» **EXERCISE INSTRUCTIONS**:
In the records below, the line containing "service.info.response_ms = None;" is the first to keep. Retype it and all later lines exactly, through the end.

» **AVAILABLE DATA**:

....................

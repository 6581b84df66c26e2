//! Type-specific samplers refreshing a service's last observation.
use std::net::{TcpStream, ToSocketAddrs};
use std::os::unix::fs::{MetadataExt, PermissionsExt};
use std::sync::atomic::AtomicBool;
use std::time::{Duration, Instant};

use sha2::{Digest, Sha256};
use sysinfo::{ProcessesToUpdate, System};
use tracing::trace;

use crate::command;
use crate::observe;
use crate::service::{CommandSpec, RuleTest, Service, ServiceType};

/// Default connect timeout for host probes without a connection rule.
const DEFAULT_PROBE_TIMEOUT: u64 = 5;

/// Default budget for running a Program service's executable.
const DEFAULT_PROGRAM_TIMEOUT: u64 = 300;

/// Holds the process-table snapshot reused across cycles so per-process
/// CPU percentages are deltas rather than zeros.
pub struct Sampler {
    system: System,
}

impl Default for Sampler {
    fn default() -> Self {
        Self::new()
    }
}

impl Sampler {
    pub fn new() -> Self {
        Self {
            system: System::new(),
        }
    }

    /// Refreshes `service.info` according to the service type. A sampling
    /// failure is reported as a message for a Failed event; the cycle
    /// continues.
    pub fn refresh(
        &mut self,
        service: &mut Service,
        stop: &AtomicBool,
    ) -> Result<(), String> {
        match service.kind {
            ServiceType::Process => self.refresh_process(service),
            ServiceType::File
            | ServiceType::Directory
            | ServiceType::Fifo => refresh_path(service),
            ServiceType::Filesystem => refresh_filesystem(service),
            ServiceType::Host | ServiceType::Network => refresh_connection(service),
            ServiceType::Program => refresh_program(service, stop),
            ServiceType::System => self.refresh_system(service),
        }
    }

    fn refresh_process(&mut self, service: &mut Service) -> Result<(), String> {
        let pid = observe::is_running(service, true);
        if pid == 0 {
            service.info.reset();
            return Ok(());
        }
        service.info.pid = pid;

        self.system.refresh_processes(ProcessesToUpdate::All, true);
        let target = sysinfo::Pid::from_u32(pid);
        let Some(proc) = self.system.process(target) else {
            return Err(format!("failed to sample process {pid}"));
        };
        service.info.mem_kbyte = proc.memory() / 1024;
        service.info.cpu_percent = proc.cpu_usage();
        service.info.children = self
            .system
            .processes()
            .values()
            .filter(|p| p.parent() == Some(target))
            .count() as u32;
        trace!(
            "'{}' pid {} rss {}kB cpu {:.1}% children {}",
            service.name,
            pid,
            service.info.mem_kbyte,
            service.info.cpu_percent,
            service.info.children
        );
        Ok(())
    }

    fn refresh_system(&mut self, service: &mut Service) -> Result<(), String> {
        self.system.refresh_memory();
        self.system.refresh_cpu_usage();
        service.info.mem_kbyte = self.system.used_memory() / 1024;
        service.info.cpu_percent = self.system.global_cpu_usage();
        Ok(())
    }
}

fn refresh_path(service: &mut Service) -> Result<(), String> {
    let Some(path) = &service.path else {
        return Err("no path configured".to_string());
    };
    let meta = std::fs::metadata(path).map_err(|e| format!("cannot read {path:?}: {e}"))?;
    service.info.size = meta.len();
    service.info.mode = meta.permissions().mode() & 0o7777;
    service.info.inode = meta.ino();

    if wants_checksum(service) {
        let data =
            std::fs::read(path).map_err(|e| format!("cannot checksum {path:?}: {e}"))?;
        let digest = Sha256::digest(&data);
        service.info.checksum = Some(format!("{digest:x}"));
    }
    Ok(())
}

fn wants_checksum(service: &Service) -> bool {
    service
        .rules
        .iter()
        .any(|rule| matches!(rule.test, RuleTest::Checksum { .. }))
}

fn refresh_filesystem(service: &mut Service) -> Result<(), String> {
    let Some(path) = &service.path else {
        return Err("no mount point configured".to_string());
    };
    let stat = nix::sys::statvfs::statvfs(path.as_path())
        .map_err(|e| format!("cannot stat filesystem {path:?}: {e}"))?;
    let total = stat.blocks() as f64;
    if total > 0.0 {
        let used = total - stat.blocks_available() as f64;
        service.info.space_percent = (used / total * 100.0) as f32;
    }
    Ok(())
}

fn refresh_connection(service: &mut Service) -> Result<(), String> {
    let Some(address) = &service.address else {
        return Err("no address configured".to_string());
    };
    let port = service.port.unwrap_or(0);
    let timeout = service
        .rules
        .iter()
        .find_map(|rule| match rule.test {
            RuleTest::Connection { timeout } => Some(timeout),
            _ => None,
        })
        .unwrap_or(DEFAULT_PROBE_TIMEOUT);

    let target = format!("{address}:{port}");
    let addr = target
        .to_socket_addrs()
        .map_err(|e| format!("cannot resolve {target}: {e}"))?
        .next()
        .ok_or_else(|| format!("cannot resolve {target}"))?;

    let started = Instant::now();
    match TcpStream::connect_timeout(&addr, Duration::from_secs(timeout)) {
        Ok(_) => {
            service.info.response_ms = Some(started.elapsed().as_millis() as u64);
            Ok(())
        }
        Err(_) => {
            service.info.response_ms = None;
            Ok(())
        }
    }
}

fn refresh_program(service: &mut Service, stop: &AtomicBool) -> Result<(), String> {
    let Some(path) = &service.path else {
        return Err("no program configured".to_string());
    };
    let spec = CommandSpec {
        argv: vec![path.to_string_lossy().to_string()],
        uid: None,
        gid: None,
        timeout: DEFAULT_PROGRAM_TIMEOUT,
    };
    let mut timeout_us = (spec.timeout as i64) * 1_000_000;
    let outcome = command::execute(&spec, &[], &mut timeout_us, stop);
    service.info.exit_status = Some(outcome.status);
    Ok(())
}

....................

» **ANSWER SECTION**:
            service.info.response_ms = None;
            Ok(())
        }
    }
}

fn refresh_program(service: &mut Service, stop: &AtomicBool) -> Result<(), String> {
    let Some(path) = &service.path else {
        return Err("no program configured".to_string());
    };
    let spec = CommandSpec {
        argv: vec![path.to_string_lossy().to_string()],
        uid: None,
        gid: None,
        timeout: DEFAULT_PROGRAM_TIMEOUT,
    };
    let mut timeout_us = (spec.timeout as i64) * 1_000_000;
    let outcome = command::execute(&spec, &[], &mut timeout_us, stop);
    service.info.exit_status = Some(outcome.status);
    Ok(())
}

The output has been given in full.